Encoding pitfalls when exporting and importing data

This is part of the Semicolon&Sons Code Diary - consisting of lessons learned on the job. You're in the databases category.

Last Updated: 2024-12-03

My job was to transfer data from an sqlite3 database I found on the internet to a mysql database in our system.

Dumping an .sql file from sqlite3 and then importing it was my first thought, but I ruled this out upon learning there were syntax differences. Instead I exported a csv file.

This, however, turned out to challenging to import for the following reasons:

  1. The character encoding in the CSV file had to be specified in the import statement in mysql:
  CHARACTER SET UTF8
  1. Adding to the confusion - the database itself and the individual columns had different encodings - (i.e. db is latin1 but cols are utf8)

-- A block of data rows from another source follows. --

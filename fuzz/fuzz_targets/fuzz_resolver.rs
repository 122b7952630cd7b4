// SPDX-License-Identifier: AGPL-3.0-or-later
// SPDX-FileCopyrightText: 2026 Jonathan D.A. Jewell
#![no_main]

use arbitrary::Arbitrary;
use dbsetup::resolver::{
    find_missing_dependencies, topological_order, DependencyResolver, ResolveError,
};
use dbsetup::types::ConfigEntry;
use libfuzzer_sys::fuzz_target;

#[derive(Debug, Arbitrary)]
struct Input {
    /// Dependency indices per entry, taken modulo the entry count
    edges: Vec<Vec<u8>>,
    selection: Vec<u8>,
}

fuzz_target!(|input: Input| {
    let n = input.edges.len().min(32);
    if n == 0 {
        return;
    }

    let entries: Vec<ConfigEntry> = input.edges[..n]
        .iter()
        .enumerate()
        .map(|(i, deps)| {
            ConfigEntry::new(format!("e{i}"))
                .depends_on(deps.iter().map(|d| format!("e{}", usize::from(*d) % n)))
        })
        .collect();
    let selection: Vec<String> = input
        .selection
        .iter()
        .map(|s| format!("e{}", usize::from(*s) % n))
        .collect();

    // Permissive ordering never drops or invents names
    let order = topological_order(&entries, &selection);
    let mut unique = selection.clone();
    unique.sort();
    unique.dedup();
    let mut sorted = order.clone();
    sorted.sort();
    assert_eq!(sorted, unique);

    let missing = find_missing_dependencies(&entries, &selection);
    match DependencyResolver::new(&entries).resolve(&selection) {
        Ok(strict) => {
            assert!(missing.is_empty());
            assert_eq!(strict, order);
        }
        Err(ResolveError::MissingDependencies(reported)) => assert_eq!(reported, missing),
        Err(ResolveError::Cycle { path }) => {
            assert!(missing.is_empty());
            assert_eq!(path.first(), path.last());
        }
        Err(err) => panic!("unexpected error: {err}"),
    }
});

  2. The line ending styles (CRLF/LF) - i.e. carriage return and line feed had to match.

Sqlite, by default, exported with \r\n, which is the Windows style. But I wanted \n for unix. Indeed git automatically removed the \r when I committed this CSV file (it warned me in fairness).

So I needed to modify the sqlite3 exporter:

```sql
.mode csv
# First arg is field separator, next is new line
.separator , "\n"
.once output.csv
select * from mytable;
```
  1. Some columns in the output were quoted - e.g. the 2nd column here: 10999,"Bockstraße" - I was expecting 10999,Bockstraße. I did not anticipate this happening, and ended up importing the quotes to database. Thus a search for Bockstraße failed in a confusing manner, since only "Bockstraße" was there.